Sarah
Hi,
I'm in the Holocaust Education in the United States and Germany Group. Down below are some sites that I'm looking at for my project. In our group we are looking at the theoretical approach to teahing the Holocaust, as well as the application of teaching it in real curriculums, and also different new methods used for teaching the Holocaust. We will also focus on how it has changed over time and look at education in the middle school/ high school levels.
Project Page
Holocaust Education in the United States and Germany
The United States Holocaust Memorial Museum's Teaching about the Holocaust includes a section of "Guidelines for Teaching about the Holocaust.

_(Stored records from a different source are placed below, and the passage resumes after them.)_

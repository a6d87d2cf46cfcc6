//! Transaction helper macro.
//!
//! Builders are transaction-agnostic: anything implementing [`GenericClient`] can run
//! them, including `tokio_postgres::Transaction` and `deadpool_postgres::Transaction`.
//! The [`transaction!`] macro wraps a block in BEGIN/COMMIT/ROLLBACK on a client
//! checked out from a provider. Nested transactions are not supported.
//!
//! # Example
//!
//! ```ignore
//! use fitdb::{condition::eq, qb::{QueryBuilder, UpdateQuery, InsertQuery}, Record};
//!
//! let mut conn = db.connection().await?;
//! fitdb::transaction!(conn, tx, {
//!     UpdateQuery::new("workouts", Record::new().set("status", "done"), eq("id", 7))
//!         .run(&tx)
//!         .await?;
//!     InsertQuery::new("workout_log", Record::new().set("workout_id", 7))
//!         .run(&tx)
//!         .await?;
//!     Ok(())
//! })?;
//! ```
//!
//! [`GenericClient`]: crate::GenericClient

/// Runs the given block inside a database transaction.
///
/// - Begins a transaction via `$client.transaction().await`.
/// - Commits on `Ok(_)`.
/// - Rolls back on `Err(_)`, returning the block's error.
///
/// The block must evaluate to `fitdb::DbResult<T>`.
#[macro_export]
macro_rules! transaction {
    ($client:expr, $tx:ident, $body:block) => {{
        let $tx = ($client)
            .transaction()
            .await
            .map_err($crate::DbError::from)?;

        let __fitdb_tx_body_result = async { $body }.await;
        match __fitdb_tx_body_result {
            Ok(value) => {
                $tx.commit().await.map_err($crate::DbError::from)?;
                Ok(value)
            }
            Err(error) => {
                if let Err(rollback_err) = $tx.rollback().await {
                    $crate::__tracing::warn!(
                        target: "fitdb::sql",
                        error = %rollback_err,
                        "transaction rollback failed"
                    );
                }
                Err(error)
            }
        }
    }};
}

www.holocaust-trc.org/uhmmmguides.htm
Holocaust Video Game?
www.iht.com/articles/2008/03/10/technology/10nintendo.php
Article about Think.MTV.com Holocaust Commercials directed at teens
www.huffingtonpost.com/derek-beres/mtv-recreates-the-holocau_b_94725.html
Journal
March 10, 2008
Right now I am in front of the Reichstag. I don't think I've seen such a huge building before. It's kind of embarrassing to be at Germany's parliment right now, just because I have never actually been to the United States' capital and people around me seem to be comparing the two. I don't know if the buildings in Washington D.C. have this affect but I feel pretty small standing on it's steps. The Reichstag is definitely instilling a feeling of stength and power. It is also full of a feeling of a long and great history with it's carvings along the top as well as the fact that this is one of the few older buildings I have seen here in Berlin. The top of the Reichstag and inside completely contrasts with the outside of the building with its modern architecture style. Although it seems pretty bizarre for me at first, the more I think about it the more blending of styles seems appropriate for the capital building. It is blending the old history with new, remembering but at the same time looking toward a new future. I think it's great that they are allowing visitors onto the roof and walk around the cone of democracy as I want to call it. I don't know exactly what I was expecting to see in a German government building, but I was suprised at the extent to which they were self concious about their past. So much so that it affects even the styles of their buildings which are all made with lots of windows to give a sense of transparency into the government.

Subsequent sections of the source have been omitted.